▸ **ENTRIES PROVIDED**
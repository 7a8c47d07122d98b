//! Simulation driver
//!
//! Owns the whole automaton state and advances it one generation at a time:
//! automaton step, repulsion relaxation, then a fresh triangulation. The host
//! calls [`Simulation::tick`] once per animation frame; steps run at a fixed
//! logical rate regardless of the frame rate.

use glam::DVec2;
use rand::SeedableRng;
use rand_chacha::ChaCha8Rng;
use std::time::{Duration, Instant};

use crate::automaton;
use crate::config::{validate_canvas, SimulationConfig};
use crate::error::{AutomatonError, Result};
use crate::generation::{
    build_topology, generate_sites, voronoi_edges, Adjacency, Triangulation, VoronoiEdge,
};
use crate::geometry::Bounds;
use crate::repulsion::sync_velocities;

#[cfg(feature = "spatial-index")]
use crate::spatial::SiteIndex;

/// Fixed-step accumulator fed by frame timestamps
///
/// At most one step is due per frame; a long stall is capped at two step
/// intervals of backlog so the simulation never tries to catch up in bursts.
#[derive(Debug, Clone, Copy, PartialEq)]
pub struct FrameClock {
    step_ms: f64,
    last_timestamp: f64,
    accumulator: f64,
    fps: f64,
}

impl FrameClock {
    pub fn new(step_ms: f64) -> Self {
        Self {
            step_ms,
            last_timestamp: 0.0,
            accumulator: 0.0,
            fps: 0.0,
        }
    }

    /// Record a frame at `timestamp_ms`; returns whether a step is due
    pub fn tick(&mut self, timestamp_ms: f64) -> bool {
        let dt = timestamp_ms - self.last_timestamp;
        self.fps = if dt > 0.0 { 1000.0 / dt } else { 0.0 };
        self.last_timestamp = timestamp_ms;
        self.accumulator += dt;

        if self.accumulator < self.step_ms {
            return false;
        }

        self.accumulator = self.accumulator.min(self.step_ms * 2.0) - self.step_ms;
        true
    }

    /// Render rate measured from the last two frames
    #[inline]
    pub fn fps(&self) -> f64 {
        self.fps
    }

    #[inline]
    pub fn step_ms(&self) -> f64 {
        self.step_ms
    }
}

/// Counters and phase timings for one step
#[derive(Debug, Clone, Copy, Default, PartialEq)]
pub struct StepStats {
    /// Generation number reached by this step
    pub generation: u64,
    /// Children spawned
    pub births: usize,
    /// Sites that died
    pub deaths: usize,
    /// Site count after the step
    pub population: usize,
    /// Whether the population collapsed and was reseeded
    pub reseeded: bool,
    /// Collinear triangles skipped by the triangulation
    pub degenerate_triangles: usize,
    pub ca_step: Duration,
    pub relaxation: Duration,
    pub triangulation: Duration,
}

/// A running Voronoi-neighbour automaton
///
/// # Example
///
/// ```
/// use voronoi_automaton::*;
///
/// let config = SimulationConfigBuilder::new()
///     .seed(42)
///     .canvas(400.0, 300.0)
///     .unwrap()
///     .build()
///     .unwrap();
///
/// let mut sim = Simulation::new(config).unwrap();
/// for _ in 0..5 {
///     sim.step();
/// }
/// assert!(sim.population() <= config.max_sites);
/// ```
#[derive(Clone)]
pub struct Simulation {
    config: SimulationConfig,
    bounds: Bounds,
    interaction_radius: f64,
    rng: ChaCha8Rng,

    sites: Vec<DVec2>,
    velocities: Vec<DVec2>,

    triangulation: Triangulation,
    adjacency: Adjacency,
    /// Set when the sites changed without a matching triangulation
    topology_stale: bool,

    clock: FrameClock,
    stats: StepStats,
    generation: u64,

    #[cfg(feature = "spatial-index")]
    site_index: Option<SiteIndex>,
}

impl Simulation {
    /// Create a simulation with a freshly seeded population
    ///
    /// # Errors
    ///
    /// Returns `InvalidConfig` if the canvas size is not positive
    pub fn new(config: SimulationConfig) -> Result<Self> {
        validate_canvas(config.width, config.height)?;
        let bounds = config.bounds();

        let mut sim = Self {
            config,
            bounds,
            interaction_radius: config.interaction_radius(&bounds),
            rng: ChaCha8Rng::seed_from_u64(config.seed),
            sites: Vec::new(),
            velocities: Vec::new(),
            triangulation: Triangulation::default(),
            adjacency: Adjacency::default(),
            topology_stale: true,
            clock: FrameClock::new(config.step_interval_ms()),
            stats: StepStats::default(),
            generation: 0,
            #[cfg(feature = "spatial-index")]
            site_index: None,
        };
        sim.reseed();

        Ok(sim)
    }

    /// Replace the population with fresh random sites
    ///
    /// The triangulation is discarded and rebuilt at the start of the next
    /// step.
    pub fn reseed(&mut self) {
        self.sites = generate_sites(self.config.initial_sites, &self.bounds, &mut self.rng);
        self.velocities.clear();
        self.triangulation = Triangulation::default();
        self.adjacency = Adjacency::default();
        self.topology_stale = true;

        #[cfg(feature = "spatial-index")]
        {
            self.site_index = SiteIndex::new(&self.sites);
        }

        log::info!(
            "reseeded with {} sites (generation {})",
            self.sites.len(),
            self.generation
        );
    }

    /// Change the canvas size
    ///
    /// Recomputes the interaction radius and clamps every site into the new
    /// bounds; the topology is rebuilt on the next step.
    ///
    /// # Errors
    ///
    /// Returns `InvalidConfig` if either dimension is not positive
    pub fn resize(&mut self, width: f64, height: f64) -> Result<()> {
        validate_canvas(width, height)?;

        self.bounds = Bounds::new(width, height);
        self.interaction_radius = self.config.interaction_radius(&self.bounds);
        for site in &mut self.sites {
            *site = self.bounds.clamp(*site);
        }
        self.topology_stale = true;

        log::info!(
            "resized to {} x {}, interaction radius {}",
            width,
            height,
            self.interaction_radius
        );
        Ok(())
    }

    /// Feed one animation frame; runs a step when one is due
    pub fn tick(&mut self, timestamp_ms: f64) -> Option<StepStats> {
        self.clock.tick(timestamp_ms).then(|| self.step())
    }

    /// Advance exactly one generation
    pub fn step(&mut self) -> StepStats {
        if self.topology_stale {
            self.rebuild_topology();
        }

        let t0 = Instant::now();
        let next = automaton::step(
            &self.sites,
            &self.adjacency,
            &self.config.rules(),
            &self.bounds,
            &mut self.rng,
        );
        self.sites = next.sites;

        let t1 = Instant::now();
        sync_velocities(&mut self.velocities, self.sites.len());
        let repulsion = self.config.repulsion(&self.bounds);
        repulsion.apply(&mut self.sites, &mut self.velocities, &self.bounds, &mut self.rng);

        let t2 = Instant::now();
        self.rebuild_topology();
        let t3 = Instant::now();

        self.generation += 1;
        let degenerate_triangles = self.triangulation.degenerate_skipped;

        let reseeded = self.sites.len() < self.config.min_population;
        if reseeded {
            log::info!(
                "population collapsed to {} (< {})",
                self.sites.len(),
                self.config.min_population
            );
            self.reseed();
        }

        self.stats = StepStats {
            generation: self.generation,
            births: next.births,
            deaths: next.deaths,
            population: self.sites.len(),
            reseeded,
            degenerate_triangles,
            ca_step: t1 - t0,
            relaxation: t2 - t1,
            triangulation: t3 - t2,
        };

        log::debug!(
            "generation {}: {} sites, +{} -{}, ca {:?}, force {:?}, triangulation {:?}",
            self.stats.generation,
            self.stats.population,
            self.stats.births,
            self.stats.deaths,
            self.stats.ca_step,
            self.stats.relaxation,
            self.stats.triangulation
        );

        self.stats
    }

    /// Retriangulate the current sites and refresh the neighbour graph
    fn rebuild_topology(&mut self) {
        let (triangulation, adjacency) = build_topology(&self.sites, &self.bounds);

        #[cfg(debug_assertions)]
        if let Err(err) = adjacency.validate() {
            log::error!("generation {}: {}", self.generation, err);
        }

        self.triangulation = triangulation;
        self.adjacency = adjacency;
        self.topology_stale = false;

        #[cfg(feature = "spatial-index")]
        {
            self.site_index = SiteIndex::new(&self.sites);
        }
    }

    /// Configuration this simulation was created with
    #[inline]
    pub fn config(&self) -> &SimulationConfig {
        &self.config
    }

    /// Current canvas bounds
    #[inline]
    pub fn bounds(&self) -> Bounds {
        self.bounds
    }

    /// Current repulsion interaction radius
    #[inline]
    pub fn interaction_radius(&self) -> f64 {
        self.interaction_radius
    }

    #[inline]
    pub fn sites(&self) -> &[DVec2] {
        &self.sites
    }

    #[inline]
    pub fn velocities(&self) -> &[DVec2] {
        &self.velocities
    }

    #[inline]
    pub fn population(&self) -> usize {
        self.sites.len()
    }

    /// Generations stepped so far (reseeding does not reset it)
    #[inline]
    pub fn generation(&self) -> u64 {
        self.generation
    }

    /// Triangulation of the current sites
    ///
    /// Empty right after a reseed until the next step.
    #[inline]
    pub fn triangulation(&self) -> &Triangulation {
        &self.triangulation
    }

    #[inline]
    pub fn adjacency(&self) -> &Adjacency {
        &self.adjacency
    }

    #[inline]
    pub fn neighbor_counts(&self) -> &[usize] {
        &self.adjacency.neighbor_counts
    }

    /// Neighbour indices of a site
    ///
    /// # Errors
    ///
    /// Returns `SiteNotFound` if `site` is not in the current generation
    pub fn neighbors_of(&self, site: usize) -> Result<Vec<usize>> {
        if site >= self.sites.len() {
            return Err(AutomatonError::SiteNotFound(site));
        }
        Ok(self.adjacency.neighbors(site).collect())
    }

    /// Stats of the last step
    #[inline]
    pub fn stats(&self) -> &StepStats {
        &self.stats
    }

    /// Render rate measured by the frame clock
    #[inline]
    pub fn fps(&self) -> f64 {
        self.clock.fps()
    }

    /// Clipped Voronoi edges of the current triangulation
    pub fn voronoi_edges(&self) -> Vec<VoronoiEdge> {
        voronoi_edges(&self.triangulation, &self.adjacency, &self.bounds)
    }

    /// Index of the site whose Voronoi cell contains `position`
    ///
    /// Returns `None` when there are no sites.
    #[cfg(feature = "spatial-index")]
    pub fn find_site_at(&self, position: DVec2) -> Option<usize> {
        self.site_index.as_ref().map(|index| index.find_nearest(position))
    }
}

▸ **TASK TO COMPLETE**
Could you please find every line of the listing above holding the string "next" and copy it?

▸ **ANSWER SECTION**
    /// The triangulation is discarded and rebuilt at the start of the next
    /// bounds; the topology is rebuilt on the next step.
        let next = automaton::step(
        self.sites = next.sites;
            births: next.births,
            deaths: next.deaths,
    /// Empty right after a reseed until the next step.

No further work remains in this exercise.